Homurdanıyorum, gerçek bir konuşma için enerjiyi toplayamıyorum. O buna değmez.

"Yaklaşık bir saat önce geldim ve henüz eşyalarımı yerleştirme fırsatım olmadı. Fazla eşyam yok—moda ikonu değilim, bu yüzden işleri basit tutmayı seviyorum," diye gülüyor sinirli bir şekilde, bana bakarken gülümsemesi soluyor.

"Sanırım başlamam gerek."

Winter zoraki bir gülümseme ile aramızdaki uçurumu aşmaya çalışıyor. Gözleri hüzün ve rahatsızlığın garip bir karışımıyla parlıyor, ama ben kayıtsız kalıyorum.

Winter'ın bakışları düşüyor ve tabağının kenarıyla oynuyor, soğuk karşılamadan açıkça rahatsız. Sessizlik uzuyor, ağır ve elle tutulur. Gözlerimi bir kez daha yakalamaya çalışıyor, herhangi bir tanıma veya sıcaklık işareti arıyor ama sadece kayıtsız bir duvar buluyor.

"Şey, sanırım görüşürüz..."

Bana bakıyor, ama ben cevap vermiyorum.

Hayal kırıklığıyla iç çekerken tabağını alıyor, çatal bıçak sesleri gereğinden fazla yüksek çıkıyor. Omuzları hafifçe düşüyor ve yavaş, tereddütlü adımlarla uzaklaşıyor. Aramızdaki söylenmemiş gerginliğin ağırlığını hissedebiliyorum ve onun rahatsızlığını havada hissediyorum.

Clark yanıma geliyor, onun uzaklaşan figürünü izliyor, ama ben birama odaklanıyorum, öfke içimde kaynarken Winter'ın kalabalıkta kayboluşunu izliyorum.

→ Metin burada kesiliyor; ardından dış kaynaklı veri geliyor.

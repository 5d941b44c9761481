//! Database layer with libsql integration.

pub mod database;
pub mod error;
pub mod store;

pub use database::DatabaseService;
pub use error::DatabaseError;
pub use store::AssetStore;
//! Service Layer Error Types
//!
//! The promotion error taxonomy. Every caller of the orchestrator receives a
//! cached success, a fresh success, or exactly one of these - never a silent
//! partial result.

use crate::db::DatabaseError;
use crate::models::ValidationError;
use thiserror::Error;

/// Promotion operation errors
///
/// Variants map one-to-one onto caller-visible status signals: bad input,
/// not found, forbidden (cross-tenant), conflict (in-progress token or lock
/// contention, retryable), and internal persistence failure.
#[derive(Error, Debug)]
pub enum PromotionError {
    /// Rejected before any ledger interaction
    #[error("Validation failed: {0}")]
    Validation(#[from] ValidationError),

    /// Component or asset missing (or already promoted by a racing request)
    #[error("{what} not found: {id}")]
    NotFound { what: &'static str, id: String },

    /// Component belongs to a different tenant
    #[error("Access denied to component {component_id}")]
    Forbidden { component_id: String },

    /// Operation token currently PENDING, or lock contention; retryable
    #[error("Conflict: {reason}")]
    Conflict { reason: String },

    /// Unexpected store failure; transaction rolled back, retryable
    #[error("Database operation failed: {0}")]
    Database(#[from] DatabaseError),

    /// Result snapshot could not be encoded or decoded
    #[error("Serialization error: {0}")]
    Serialization(String),
}

impl PromotionError {
    pub fn not_found(what: &'static str, id: impl Into<String>) -> Self {
        Self::NotFound {
            what,
            id: id.into(),
        }
    }

    pub fn forbidden(component_id: impl Into<String>) -> Self {
        Self::Forbidden {
            component_id: component_id.into(),
        }
    }

    pub fn conflict(reason: impl Into<String>) -> Self {
        Self::Conflict {
            reason: reason.into(),
        }
    }

    pub fn serialization(msg: impl Into<String>) -> Self {
        Self::Serialization(msg.into())
    }

    /// Whether a caller may retry the same token later.
    pub fn is_retryable(&self) -> bool {
        matches!(
            self,
            PromotionError::Conflict { .. } | PromotionError::Database(_)
        )
    }
}
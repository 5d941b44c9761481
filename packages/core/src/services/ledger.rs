//! Idempotency Ledger - Durable Operation Tokens
//!
//! Explicit three-state machine over the `promotion_operations` table:
//! PENDING while an operation runs, COMPLETED with a stored result snapshot,
//! FAILED with an error message and retry permission. "Already completed",
//! "in progress", and "retryable failure" are distinguished by type, not by
//! field-presence checks.
//!
//! The ledger is the sole writer of `promotion_operations`. Success
//! finalization runs on the promotion transaction's connection so the
//! COMPLETED row commits atomically with the business mutation; failure
//! finalization runs on a fresh connection so the FAILED row survives the
//! rolled-back transaction.

use crate::db::AssetStore;
use crate::models::{CallerContext, PromotionOutcome, PromotionStatus, ValidationError};
use crate::services::error::PromotionError;
use std::sync::Arc;
use tracing::debug;

/// Outcome of the idempotency check for one token.
#[derive(Debug)]
pub enum LedgerDecision {
    /// Token completed earlier: return the stored result, mutate nothing.
    AlreadyCompleted(PromotionOutcome),
    /// Token is PENDING in another request: reject with a conflict, no
    /// queuing, no blocking wait.
    InProgress,
    /// Token is new or FAILED: a PENDING row now exists, proceed.
    Proceed,
}

pub struct IdempotencyLedger {
    store: Arc<AssetStore>,
}

impl IdempotencyLedger {
    pub fn new(store: Arc<AssetStore>) -> Self {
        Self { store }
    }

    /// Consult the ledger for `token` and upsert a PENDING row when the
    /// caller may proceed.
    ///
    /// A token that exists under another tenant is rejected `Forbidden`; a
    /// token reused for a different component is a validation error. Both
    /// guards mutate nothing.
    pub async fn begin(
        &self,
        token: &str,
        component_id: &str,
        ctx: &CallerContext,
    ) -> Result<LedgerDecision, PromotionError> {
        if self
            .store
            .insert_operation_if_absent(token, component_id, &ctx.tenant_id, &ctx.actor_id)
            .await?
        {
            debug!(token, component_id, "ledger: new operation registered");
            return Ok(LedgerDecision::Proceed);
        }

        // Token already known: inspect its state.
        let op = self
            .store
            .get_operation(token)
            .await?
            .ok_or_else(|| PromotionError::not_found("Promotion operation", token))?;

        if op.tenant_id != ctx.tenant_id {
            return Err(PromotionError::forbidden(component_id));
        }
        if op.component_id != component_id {
            return Err(PromotionError::Validation(
                ValidationError::TokenComponentMismatch {
                    token: token.to_string(),
                },
            ));
        }

        match op.status {
            PromotionStatus::Completed => {
                let json = op.result_json.ok_or_else(|| {
                    PromotionError::serialization(format!(
                        "Completed operation {} has no stored result",
                        token
                    ))
                })?;
                let outcome: PromotionOutcome = serde_json::from_str(&json).map_err(|e| {
                    PromotionError::serialization(format!(
                        "Stored result for operation {} is unreadable: {}",
                        token, e
                    ))
                })?;
                debug!(token, "ledger: replaying completed operation");
                Ok(LedgerDecision::AlreadyCompleted(outcome))
            }
            PromotionStatus::Pending => Ok(LedgerDecision::InProgress),
            PromotionStatus::Failed => {
                // Retry permitted: re-arm to PENDING. The guarded update
                // lets exactly one concurrent retrier through; the losers
                // see the row as PENDING again.
                if self.store.rearm_failed_operation(token).await? {
                    debug!(token, "ledger: failed operation re-armed for retry");
                    Ok(LedgerDecision::Proceed)
                } else {
                    Ok(LedgerDecision::InProgress)
                }
            }
        }
    }

    /// Transition PENDING -> COMPLETED with the result snapshot, atomically
    /// with the enclosing transaction. Idempotent on terminal tokens.
    pub async fn finalize_success(
        &self,
        conn: &libsql::Connection,
        token: &str,
        outcome: &PromotionOutcome,
    ) -> Result<(), PromotionError> {
        let result_json = serde_json::to_string(outcome)
            .map_err(|e| PromotionError::serialization(format!("Failed to encode result: {}", e)))?;
        AssetStore::tx_complete_operation(conn, token, outcome, &result_json).await?;
        Ok(())
    }

    /// Transition PENDING -> FAILED outside any transaction. Idempotent on
    /// terminal tokens.
    pub async fn finalize_failure(&self, token: &str, error: &str) -> Result<(), PromotionError> {
        self.store.fail_operation(token, error).await?;
        Ok(())
    }
}
//! Database Connection Management
//!
//! Core database connection and schema initialization using libsql for
//! AssetGrid's embedded relational store.
//!
//! # Architecture
//!
//! - **Path-agnostic**: accepts any valid PathBuf
//! - **WAL mode**: Write-Ahead Logging for better concurrency
//! - **Foreign keys**: enabled for referential integrity
//! - **Idempotent schema**: `CREATE TABLE IF NOT EXISTS` at startup
//!
//! # Connection Patterns
//!
//! Always use `connect_with_timeout()` in async functions. The busy timeout
//! lets concurrent transactions wait and retry instead of failing immediately
//! with `SQLITE_BUSY`; promotion runs multi-statement transactions from
//! concurrent tasks, so this matters.

use crate::db::error::DatabaseError;
use libsql::{Builder, Database};
use std::path::PathBuf;
use std::sync::Arc;

/// Database service for managing the libsql connection and schema.
#[derive(Debug, Clone)]
pub struct DatabaseService {
    /// libsql database handle (wrapped in Arc for sharing)
    pub db: Arc<Database>,

    /// Path to the database file
    pub db_path: PathBuf,
}

impl DatabaseService {
    /// Create a new DatabaseService with the specified database path.
    ///
    /// Ensures the parent directory exists, opens/creates the database file,
    /// and initializes the schema.
    pub async fn new(db_path: PathBuf) -> Result<Self, DatabaseError> {
        let is_new_database = !db_path.exists();

        // Ensure parent directory exists
        if let Some(parent) = db_path.parent() {
            if !parent.exists() {
                std::fs::create_dir_all(parent).map_err(|e| {
                    if e.kind() == std::io::ErrorKind::PermissionDenied {
                        DatabaseError::permission_denied(db_path.clone())
                    } else {
                        DatabaseError::DirectoryCreationFailed(e)
                    }
                })?;
            }
        }

        let db = Builder::new_local(&db_path)
            .build()
            .await
            .map_err(|e| DatabaseError::connection_failed(db_path.clone(), e))?;

        let service = Self {
            db: Arc::new(db),
            db_path,
        };

        service.initialize_schema(is_new_database).await?;

        Ok(service)
    }

    /// Get a raw connection handle.
    ///
    /// Prefer [`connect_with_timeout`](Self::connect_with_timeout) in async
    /// code; this variant sets no busy timeout.
    pub fn connect(&self) -> Result<libsql::Connection, DatabaseError> {
        Ok(self.db.connect()?)
    }

    /// Get a connection with a 5-second busy timeout set.
    pub async fn connect_with_timeout(&self) -> Result<libsql::Connection, DatabaseError> {
        let conn = self.connect()?;
        self.execute_pragma(&conn, "PRAGMA busy_timeout = 5000")
            .await?;
        Ok(conn)
    }

    /// Execute a PRAGMA statement.
    ///
    /// PRAGMA statements return rows, so query() must be used instead of
    /// execute().
    async fn execute_pragma(
        &self,
        conn: &libsql::Connection,
        pragma: &str,
    ) -> Result<(), DatabaseError> {
        let mut stmt = conn.prepare(pragma).await.map_err(|e| {
            DatabaseError::sql_execution(format!("Failed to prepare pragma '{}': {}", pragma, e))
        })?;
        stmt.query(()).await.map_err(|e| {
            DatabaseError::sql_execution(format!("Failed to execute pragma '{}': {}", pragma, e))
        })?;
        Ok(())
    }

    /// Create all tables and indexes if they do not exist.
    async fn initialize_schema(&self, is_new_database: bool) -> Result<(), DatabaseError> {
        let conn = self.connect()?;

        self.execute_pragma(&conn, "PRAGMA journal_mode = WAL")
            .await?;
        self.execute_pragma(&conn, "PRAGMA busy_timeout = 5000")
            .await?;
        self.execute_pragma(&conn, "PRAGMA foreign_keys = ON")
            .await?;

        // Assets: top-level containers, never have a parent. Lineage columns
        // are only set on assets created by promotion.
        conn.execute(
            "CREATE TABLE IF NOT EXISTS assets (
                id TEXT PRIMARY KEY,
                tenant_id TEXT NOT NULL,
                name TEXT NOT NULL,
                asset_type TEXT NOT NULL,
                code TEXT NOT NULL,
                description TEXT,
                technical_notes TEXT,
                criticality INTEGER NOT NULL DEFAULT 0,
                safety_critical BOOLEAN NOT NULL DEFAULT FALSE,
                image_ref TEXT,
                status TEXT NOT NULL DEFAULT 'active',
                category_id TEXT,
                zone_id TEXT,
                derived_from_component_id TEXT,
                origin_asset_id TEXT,
                promoted_at TEXT,
                created_at TEXT NOT NULL,
                modified_at TEXT NOT NULL
            )",
            (),
        )
        .await
        .map_err(|e| {
            DatabaseError::sql_execution(format!("Failed to create assets table: {}", e))
        })?;

        // Components: tree nodes under an asset. The parent edge is NOT
        // cascading: promotion rewires edges explicitly and a dangling
        // reference should fail the transaction, not silently delete a
        // subtree.
        conn.execute(
            "CREATE TABLE IF NOT EXISTS components (
                id TEXT PRIMARY KEY,
                tenant_id TEXT NOT NULL,
                name TEXT NOT NULL,
                parent_component_id TEXT,
                asset_id TEXT,
                code TEXT NOT NULL,
                description TEXT,
                technical_notes TEXT,
                criticality INTEGER NOT NULL DEFAULT 0,
                safety_critical BOOLEAN NOT NULL DEFAULT FALSE,
                image_ref TEXT,
                status TEXT NOT NULL DEFAULT 'active',
                created_at TEXT NOT NULL,
                modified_at TEXT NOT NULL,
                FOREIGN KEY (parent_component_id) REFERENCES components(id),
                FOREIGN KEY (asset_id) REFERENCES assets(id)
            )",
            (),
        )
        .await
        .map_err(|e| {
            DatabaseError::sql_execution(format!("Failed to create components table: {}", e))
        })?;

        // Associated records. Every row references a component, an asset, or
        // both (documents keep component granularity after a move); never
        // neither.
        for (table, payload_columns) in [
            (
                "documents",
                "title TEXT NOT NULL,
                 blob_ref TEXT NOT NULL,
                 created_at TEXT NOT NULL",
            ),
            (
                "work_orders",
                "title TEXT NOT NULL,
                 status TEXT NOT NULL DEFAULT 'open',
                 created_at TEXT NOT NULL",
            ),
            (
                "failure_reports",
                "summary TEXT NOT NULL,
                 severity INTEGER NOT NULL DEFAULT 0,
                 occurred_at TEXT NOT NULL",
            ),
            (
                "history_events",
                "event_type TEXT NOT NULL,
                 detail JSON NOT NULL DEFAULT '{}',
                 recorded_at TEXT NOT NULL",
            ),
        ] {
            conn.execute(
                &format!(
                    "CREATE TABLE IF NOT EXISTS {table} (
                        id TEXT PRIMARY KEY,
                        tenant_id TEXT NOT NULL,
                        component_id TEXT,
                        asset_id TEXT,
                        {payload_columns},
                        FOREIGN KEY (component_id) REFERENCES components(id),
                        FOREIGN KEY (asset_id) REFERENCES assets(id),
                        CHECK (component_id IS NOT NULL OR asset_id IS NOT NULL)
                    )"
                ),
                (),
            )
            .await
            .map_err(|e| {
                DatabaseError::sql_execution(format!("Failed to create {} table: {}", table, e))
            })?;
        }

        // Idempotency ledger. component_id carries NO foreign key: a
        // completed promotion deletes the component while its ledger row
        // must survive.
        conn.execute(
            "CREATE TABLE IF NOT EXISTS promotion_operations (
                token TEXT PRIMARY KEY,
                component_id TEXT NOT NULL,
                tenant_id TEXT NOT NULL,
                actor_id TEXT NOT NULL,
                status TEXT NOT NULL DEFAULT 'PENDING',
                result_asset_id TEXT,
                migrated_components INTEGER NOT NULL DEFAULT 0,
                migrated_documents INTEGER NOT NULL DEFAULT 0,
                migrated_work_orders INTEGER NOT NULL DEFAULT 0,
                migrated_failures INTEGER NOT NULL DEFAULT 0,
                migrated_history_events INTEGER NOT NULL DEFAULT 0,
                result_json TEXT,
                error_message TEXT,
                created_at TEXT NOT NULL,
                completed_at TEXT
            )",
            (),
        )
        .await
        .map_err(|e| {
            DatabaseError::sql_execution(format!(
                "Failed to create promotion_operations table: {}",
                e
            ))
        })?;

        self.create_core_indexes(&conn).await?;

        // Flush WAL for newly created databases so rapid open/close cycles
        // in tests never observe a half-initialized schema.
        if is_new_database {
            self.execute_pragma(&conn, "PRAGMA wal_checkpoint(TRUNCATE)")
                .await?;
        }

        Ok(())
    }

    /// Create core indexes.
    async fn create_core_indexes(&self, conn: &libsql::Connection) -> Result<(), DatabaseError> {
        let indexes = [
            // Hierarchy queries (graph traversal)
            "CREATE INDEX IF NOT EXISTS idx_components_parent ON components(parent_component_id)",
            // Bulk fetch by owning asset
            "CREATE INDEX IF NOT EXISTS idx_components_asset ON components(asset_id)",
            // Collision probing for human codes
            "CREATE INDEX IF NOT EXISTS idx_assets_tenant_code ON assets(tenant_id, code)",
            "CREATE INDEX IF NOT EXISTS idx_documents_component ON documents(component_id)",
            "CREATE INDEX IF NOT EXISTS idx_documents_asset ON documents(asset_id)",
            "CREATE INDEX IF NOT EXISTS idx_work_orders_component ON work_orders(component_id)",
            "CREATE INDEX IF NOT EXISTS idx_work_orders_asset ON work_orders(asset_id)",
            "CREATE INDEX IF NOT EXISTS idx_failure_reports_component ON failure_reports(component_id)",
            "CREATE INDEX IF NOT EXISTS idx_failure_reports_asset ON failure_reports(asset_id)",
            "CREATE INDEX IF NOT EXISTS idx_history_events_component ON history_events(component_id)",
            "CREATE INDEX IF NOT EXISTS idx_history_events_asset ON history_events(asset_id)",
        ];

        for sql in indexes {
            conn.execute(sql, ()).await.map_err(|e| {
                DatabaseError::sql_execution(format!("Failed to create index: {}", e))
            })?;
        }

        Ok(())
    }
}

"O mu?" diye soruyor, Winter'a meraklı bir bakış atarak.

"Evet, o," öfke hala içimde kaynıyor.

"Pamuk Prenses gibi güzel," diyor Clark. Yanılmıyor—altın saçları dışında, aynı beyaz ten ve kırmızı dudaklara sahip. Ve sanırım bu da beni avcı yapıyor. Ama masaldan farklı olarak, onunla olan hikayem mutlu bir sonla bitmeyecek. Bu avcı onu avlamak için burada ve o benim avım.